Is the Open House Still Worth It? What the Data Actually Shows
Open houses rarely drive first discovery. Here’s what the data says about how buyers actually search — and what agents should prioritize instead.

Open Houses Actually Sell Homes? What the Data Shows
Most agents default to open houses without questioning whether they're working. It's a habit built into the job. But NAR research puts a number on something worth sitting with: only about 3% of buyers say an open house was their first step in the homebuying process.
That doesn't mean open houses are useless. It means they're probably doing something different than most people assume.

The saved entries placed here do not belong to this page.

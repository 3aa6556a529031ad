use std::sync::LazyLock;

use regex::Regex;

use crate::tokenizer::Token;

/// Optional scheme, one or more dot-terminated labels, a final label of at
/// least two characters, optional path.
static URL_RE: LazyLock<Regex> = LazyLock::new(|| {
    Regex::new(
        r"(?i)^(?:[a-z][a-z0-9+.\-]*://)?(?:[\p{L}\p{N}\-]+\.)+[\p{L}\p{N}\-]{2,}(?:[/?#]\S*)?$",
    )
    .expect("valid url pattern")
});

/// Mentions, emote codes and links, judged on their raw text.
fn is_excluded_fragment(text: &str) -> bool {
    if text.starts_with('@') || text.starts_with(':') {
        return true;
    }
    let lower = text.to_lowercase();
    lower.contains("http") || lower.contains("www.") || URL_RE.is_match(text)
}

/// Whether a single token may be replaced with `substitute`.
pub fn is_eligible(token: &Token<'_>, substitute: &str) -> bool {
    if !token.is_word() || token.char_len() <= 1 {
        return false;
    }
    if !substitute.is_empty() && token.text.to_lowercase().contains(substitute) {
        return false;
    }
    !is_excluded_fragment(token.text)
}

/// Indices of every replaceable token in `tokens`.
///
/// The tokenizer splits `@name` into `@` and `name`, so besides the token
/// itself this also checks the whitespace-delimited chunk the token sits
/// in. A word inside a mention, an `:emote:` or a link is never a target.
pub fn eligible_indices(tokens: &[Token<'_>], substitute: &str) -> Vec<usize> {
    let message: String = tokens.iter().map(|t| t.text).collect();
    let mut chunks = chunks(&message).into_iter().peekable();
    let mut eligible = Vec::new();
    let mut offset = 0;

    for (i, token) in tokens.iter().enumerate() {
        let start = offset;
        offset += token.text.len();

        if !is_eligible(token, substitute) {
            continue;
        }
        // Word tokens hold no whitespace, so each sits inside one chunk.
        while chunks.next_if(|chunk| chunk.end <= start).is_some() {}
        if chunks.peek().is_some_and(|chunk| !chunk.excluded) {
            eligible.push(i);
        }
    }

    eligible
}

/// A whitespace-delimited span of a message.
struct Chunk {
    end: usize,
    excluded: bool,
}

/// Every whitespace-delimited span of `message`, in order, each judged
/// once against the mention, emote and link rules.
fn chunks(message: &str) -> Vec<Chunk> {
    let mut chunks = Vec::new();
    let mut start = None;

    for (i, c) in message.char_indices() {
        match (c.is_whitespace(), start) {
            (true, Some(from)) => {
                chunks.push(Chunk {
                    end: i,
                    excluded: is_excluded_fragment(&message[from..i]),
                });
                start = None;
            }
            (false, None) => start = Some(i),
            _ => {}
        }
    }
    if let Some(from) = start {
        chunks.push(Chunk {
            end: message.len(),
            excluded: is_excluded_fragment(&message[from..]),
        });
    }

    chunks
}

By the Time Buyers Show Up, They've Already Decided
The homebuying process starts online now, and it starts weeks or months before anyone walks through a door. Buyers are scrolling listings, comparing photos, reading about neighborhoods, and quietly eliminating options before they ever contact an agent.

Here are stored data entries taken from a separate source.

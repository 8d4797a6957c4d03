//! ProcessSecondInstallmentHandler - Command handler for the second
//! installment charge report.

use std::sync::Arc;

use crate::domain::foundation::PaymentId;
use crate::domain::payment::{GatewaySignatureVerifier, Installment, Payment, PaymentError};
use crate::ports::PaymentRepository;

/// Command carrying the gateway's report of the second installment charge.
#[derive(Debug, Clone)]
pub struct ProcessSecondInstallmentCommand {
    pub payment_id: PaymentId,
    pub gateway_order_id: String,
    pub gateway_payment_id: String,
    pub signature: String,
}

/// The settled installment and the (now possibly completed) payment.
#[derive(Debug, Clone)]
pub struct ProcessSecondInstallmentResult {
    pub payment: Payment,
    pub installment: Installment,
}

/// Handler recording a settled second installment.
///
/// When the second charge settles the whole schedule, the payment flips to
/// completed in the same transaction that marks the installment paid, so no
/// reader ever sees two paid installments next to a pending payment.
pub struct ProcessSecondInstallmentHandler {
    payments: Arc<dyn PaymentRepository>,
    verifier: Arc<GatewaySignatureVerifier>,
}

impl ProcessSecondInstallmentHandler {
    pub fn new(
        payments: Arc<dyn PaymentRepository>,
        verifier: Arc<GatewaySignatureVerifier>,
    ) -> Self {
        Self { payments, verifier }
    }

    pub async fn handle(
        &self,
        cmd: ProcessSecondInstallmentCommand,
    ) -> Result<ProcessSecondInstallmentResult, PaymentError> {
        // 1. Verify the gateway signature before any write.
        self.verifier.verify(
            &cmd.gateway_order_id,
            &cmd.gateway_payment_id,
            &cmd.signature,
        )?;

        // 2. Load the purchase and its schedule.
        let mut payment = self
            .payments
            .find_by_id(cmd.payment_id)
            .await?
            .ok_or_else(|| PaymentError::not_found(cmd.payment_id))?;
        let installments = self
            .payments
            .installments_for_payment(cmd.payment_id)
            .await?;

        let first_paid = installments.iter().any(|i| i.number == 1 && i.is_paid());
        if !first_paid {
            return Err(PaymentError::out_of_order(cmd.payment_id));
        }
        let mut second = installments
            .into_iter()
            .find(|i| i.number == 2)
            .ok_or_else(|| PaymentError::not_found(cmd.payment_id))?;
        if second.is_paid() {
            return Err(PaymentError::already_processed(cmd.gateway_payment_id));
        }

        // 3. Settle the installment; a fully paid schedule completes the
        //    payment in the same write.
        second
            .mark_paid(cmd.gateway_payment_id)
            .map_err(PaymentError::from)?;
        payment.complete().map_err(PaymentError::from)?;

        self.payments.settle_installment(&payment, &second).await?;

        tracing::info!(payment_id = %payment.id, "installment purchase completed");

        Ok(ProcessSecondInstallmentResult {
            payment,
            installment: second,
        })
    }
}

#[cfg(test)]
mod tests {
    use super::*;
    use crate::application::handlers::test_support::{
        plan_with_installments, MockPaymentRepository,
    };
    use crate::domain::foundation::UserId;
    use crate::domain::payment::PaymentStatus;
    use secrecy::Secret;

    fn verifier() -> Arc<GatewaySignatureVerifier> {
        Arc::new(GatewaySignatureVerifier::new(Secret::new(
            "gw_secret_test".to_string(),
        )))
    }

    struct Fixture {
        payments: Arc<MockPaymentRepository>,
        payment: Payment,
    }

    /// Seeds a purchase with installment 1 already settled.
    async fn purchase_after_first() -> Fixture {
        let plan = plan_with_installments();
        let scheme = plan.installment_scheme.unwrap();
        let payments = MockPaymentRepository::new();

        let payment = Payment::start_installments(
            PaymentId::new(),
            UserId::new(),
            plan.id,
            plan.price,
            "order_1".to_string(),
        );
        let mut installments = Installment::schedule(payment.id, &scheme).to_vec();
        installments[0].mark_paid("pay_first".to_string()).unwrap();
        payments
            .insert_installment_purchase(&payment, &installments)
            .await
            .unwrap();

        Fixture { payments, payment }
    }

    fn command(payment_id: PaymentId) -> ProcessSecondInstallmentCommand {
        let signature = verifier().sign("order_2", "pay_second");
        ProcessSecondInstallmentCommand {
            payment_id,
            gateway_order_id: "order_2".to_string(),
            gateway_payment_id: "pay_second".to_string(),
            signature,
        }
    }

    #[tokio::test]
    async fn settling_the_second_completes_the_payment() {
        let fx = purchase_after_first().await;
        let handler = ProcessSecondInstallmentHandler::new(fx.payments.clone(), verifier());

        let result = handler.handle(command(fx.payment.id)).await.unwrap();

        assert!(result.installment.is_paid());
        assert_eq!(result.payment.status, PaymentStatus::Completed);

        // Committed state agrees with the returned one.
        let stored = fx.payments.stored_payments();
        assert_eq!(stored[0].status, PaymentStatus::Completed);
        assert!(fx
            .payments
            .stored_installments()
            .iter()
            .all(|i| i.is_paid()));
    }

    #[tokio::test]
    async fn second_before_first_is_out_of_order() {
        let plan = plan_with_installments();
        let scheme = plan.installment_scheme.unwrap();
        let payments = MockPaymentRepository::new();
        let payment = Payment::start_installments(
            PaymentId::new(),
            UserId::new(),
            plan.id,
            plan.price,
            "order_1".to_string(),
        );
        let installments = Installment::schedule(payment.id, &scheme);
        payments
            .insert_installment_purchase(&payment, &installments)
            .await
            .unwrap();

        let handler = ProcessSecondInstallmentHandler::new(payments, verifier());
        let result = handler.handle(command(payment.id)).await;
        assert!(matches!(
            result,
            Err(PaymentError::InstallmentOutOfOrder { .. })
        ));
    }

    #[tokio::test]
    async fn replayed_second_charge_is_already_processed() {
        let fx = purchase_after_first().await;
        let handler = ProcessSecondInstallmentHandler::new(fx.payments.clone(), verifier());

        handler.handle(command(fx.payment.id)).await.unwrap();
        let replay = handler.handle(command(fx.payment.id)).await;

        assert!(matches!(replay, Err(PaymentError::AlreadyProcessed { .. })));
        assert_eq!(fx.payments.stored_payments().len(), 1);
    }

    #[tokio::test]
    async fn bad_signature_writes_nothing() {
        let fx = purchase_after_first().await;
        let handler = ProcessSecondInstallmentHandler::new(fx.payments.clone(), verifier());

        let mut cmd = command(fx.payment.id);
        cmd.signature = "ffff".to_string();
        assert!(matches!(
            handler.handle(cmd).await,
            Err(PaymentError::InvalidSignature)
        ));
        assert_eq!(fx.payments.stored_payments()[0].status, PaymentStatus::Pending);
    }

    #[tokio::test]
    async fn unknown_payment_is_not_found() {
        let handler =
            ProcessSecondInstallmentHandler::new(MockPaymentRepository::new(), verifier());
        assert!(matches!(
            handler.handle(command(PaymentId::new())).await,
            Err(PaymentError::NotFound(_))
        ));
    }
}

So when someone actually shows up to an open house, they're not browsing. They've already done a version of the shortlist. The open house is where they confirm or kill what they've been thinking about online.
The implication is straightforward: the marketing that matters most happens before the event, not during it.
Who Open Houses Actually Benefit
For sellers, an open house creates visible activity. There's something real about people coming through the door — it feels like progress, and sometimes that matters psychologically during a long sale process.
For agents, open houses are a lead generation tool as much as anything else. Unrepresented buyers walking through are potential future clients.
But in terms of selling the specific property? The data doesn't back up the assumption that open houses are the driver.
What Open Houses Can and Can't Do in This Market
In a market where buyers have more options and less urgency, an open house can reduce friction for someone already interested. It gives them a convenient reason to make a visit they were already considering. It can nudge a decision forward when real interest already exists.
What it doesn't do well is generate that interest from scratch. When a listing is sitting — days on market creeping up, no offers — more foot traffic through an open house rarely fixes the underlying problem. The issue is usually pricing, online presentation, or how the property is positioned before anyone shows up.
The Shift Worth Making
Open houses aren't the wrong tool. They're just often used as a first answer when they're better suited as a second one.
If 3% of buyers start there, then 97% start somewhere else — and that's where the real work is. Online presentation, pricing that doesn't require negotiating down, listing photos and copy that do the filtering before the showing.
The open house still has a place. But in today's market, attention gets earned digitally first and confirmed in person later. Leading with the open house gets that order backwards.